For each line of the data below that contains "info", return that line.

- - -

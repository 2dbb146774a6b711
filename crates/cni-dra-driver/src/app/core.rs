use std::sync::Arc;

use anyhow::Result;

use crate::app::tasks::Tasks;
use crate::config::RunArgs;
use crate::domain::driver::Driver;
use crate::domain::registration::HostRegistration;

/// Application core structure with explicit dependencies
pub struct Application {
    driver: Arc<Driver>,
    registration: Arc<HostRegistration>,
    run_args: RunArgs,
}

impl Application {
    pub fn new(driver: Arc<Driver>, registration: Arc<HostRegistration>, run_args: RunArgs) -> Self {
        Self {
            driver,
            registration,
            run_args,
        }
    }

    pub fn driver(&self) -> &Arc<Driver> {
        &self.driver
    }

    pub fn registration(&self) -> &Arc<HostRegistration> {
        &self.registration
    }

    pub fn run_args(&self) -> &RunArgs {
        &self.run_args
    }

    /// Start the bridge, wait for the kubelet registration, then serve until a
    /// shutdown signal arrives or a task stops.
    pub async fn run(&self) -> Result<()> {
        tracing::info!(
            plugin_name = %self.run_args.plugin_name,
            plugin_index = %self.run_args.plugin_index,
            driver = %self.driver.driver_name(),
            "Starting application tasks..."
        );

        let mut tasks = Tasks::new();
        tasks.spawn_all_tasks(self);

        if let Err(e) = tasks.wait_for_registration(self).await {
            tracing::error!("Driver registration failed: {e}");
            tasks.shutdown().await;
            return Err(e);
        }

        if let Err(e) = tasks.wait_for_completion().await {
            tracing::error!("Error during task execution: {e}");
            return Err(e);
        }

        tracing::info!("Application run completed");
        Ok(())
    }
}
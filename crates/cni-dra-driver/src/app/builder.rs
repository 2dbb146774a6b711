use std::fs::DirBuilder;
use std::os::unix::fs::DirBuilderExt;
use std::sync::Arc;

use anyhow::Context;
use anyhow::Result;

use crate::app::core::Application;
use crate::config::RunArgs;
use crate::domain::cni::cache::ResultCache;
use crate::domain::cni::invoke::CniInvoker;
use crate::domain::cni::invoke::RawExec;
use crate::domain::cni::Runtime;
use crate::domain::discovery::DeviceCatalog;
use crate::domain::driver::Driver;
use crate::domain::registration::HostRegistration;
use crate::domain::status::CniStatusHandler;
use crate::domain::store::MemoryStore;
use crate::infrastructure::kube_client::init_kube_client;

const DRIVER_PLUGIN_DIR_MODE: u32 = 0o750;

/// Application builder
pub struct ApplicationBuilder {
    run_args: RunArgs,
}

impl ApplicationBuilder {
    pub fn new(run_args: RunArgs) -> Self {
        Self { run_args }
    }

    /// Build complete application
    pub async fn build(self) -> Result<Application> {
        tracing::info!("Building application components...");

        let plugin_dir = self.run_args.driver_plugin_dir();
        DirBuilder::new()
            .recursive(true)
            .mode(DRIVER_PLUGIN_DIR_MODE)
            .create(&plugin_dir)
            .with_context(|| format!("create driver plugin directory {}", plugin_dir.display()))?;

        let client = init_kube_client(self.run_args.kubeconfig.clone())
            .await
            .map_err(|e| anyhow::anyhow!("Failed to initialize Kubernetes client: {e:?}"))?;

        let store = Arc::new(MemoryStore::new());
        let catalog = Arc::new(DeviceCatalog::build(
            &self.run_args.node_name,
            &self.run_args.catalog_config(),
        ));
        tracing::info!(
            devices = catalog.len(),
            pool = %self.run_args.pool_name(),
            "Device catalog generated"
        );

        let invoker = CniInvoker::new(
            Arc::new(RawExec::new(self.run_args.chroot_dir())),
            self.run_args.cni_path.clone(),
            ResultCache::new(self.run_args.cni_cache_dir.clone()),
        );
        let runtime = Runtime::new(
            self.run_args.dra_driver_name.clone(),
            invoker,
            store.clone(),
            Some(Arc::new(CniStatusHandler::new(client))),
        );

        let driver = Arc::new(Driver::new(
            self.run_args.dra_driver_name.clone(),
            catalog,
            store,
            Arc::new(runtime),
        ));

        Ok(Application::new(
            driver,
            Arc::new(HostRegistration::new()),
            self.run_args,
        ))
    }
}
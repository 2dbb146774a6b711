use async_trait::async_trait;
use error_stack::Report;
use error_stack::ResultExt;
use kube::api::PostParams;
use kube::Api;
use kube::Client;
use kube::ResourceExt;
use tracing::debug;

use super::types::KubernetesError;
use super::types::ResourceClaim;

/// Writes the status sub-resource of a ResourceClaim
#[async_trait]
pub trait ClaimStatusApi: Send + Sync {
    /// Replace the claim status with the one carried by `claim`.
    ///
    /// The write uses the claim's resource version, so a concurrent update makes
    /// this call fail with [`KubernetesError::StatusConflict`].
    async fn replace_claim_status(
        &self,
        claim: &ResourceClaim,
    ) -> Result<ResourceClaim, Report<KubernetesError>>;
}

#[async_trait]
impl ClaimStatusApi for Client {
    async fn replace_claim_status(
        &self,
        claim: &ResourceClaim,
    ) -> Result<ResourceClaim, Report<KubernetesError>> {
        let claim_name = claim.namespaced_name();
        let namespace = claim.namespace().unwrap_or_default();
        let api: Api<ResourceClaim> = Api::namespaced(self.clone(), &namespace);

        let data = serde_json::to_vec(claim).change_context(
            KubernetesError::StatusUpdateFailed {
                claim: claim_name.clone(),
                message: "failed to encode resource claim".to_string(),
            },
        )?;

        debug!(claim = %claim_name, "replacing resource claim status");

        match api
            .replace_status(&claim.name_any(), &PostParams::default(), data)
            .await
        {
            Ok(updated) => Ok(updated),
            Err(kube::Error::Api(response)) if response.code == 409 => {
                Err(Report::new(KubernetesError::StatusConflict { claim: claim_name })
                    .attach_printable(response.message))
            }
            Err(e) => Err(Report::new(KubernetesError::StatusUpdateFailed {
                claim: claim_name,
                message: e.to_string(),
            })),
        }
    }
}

- - -

## RESPONSE FOR THIS EXERCISE
        tracing::info!(
        tracing::info!("Application run completed");
        tracing::info!("Building application components...");
        tracing::info!(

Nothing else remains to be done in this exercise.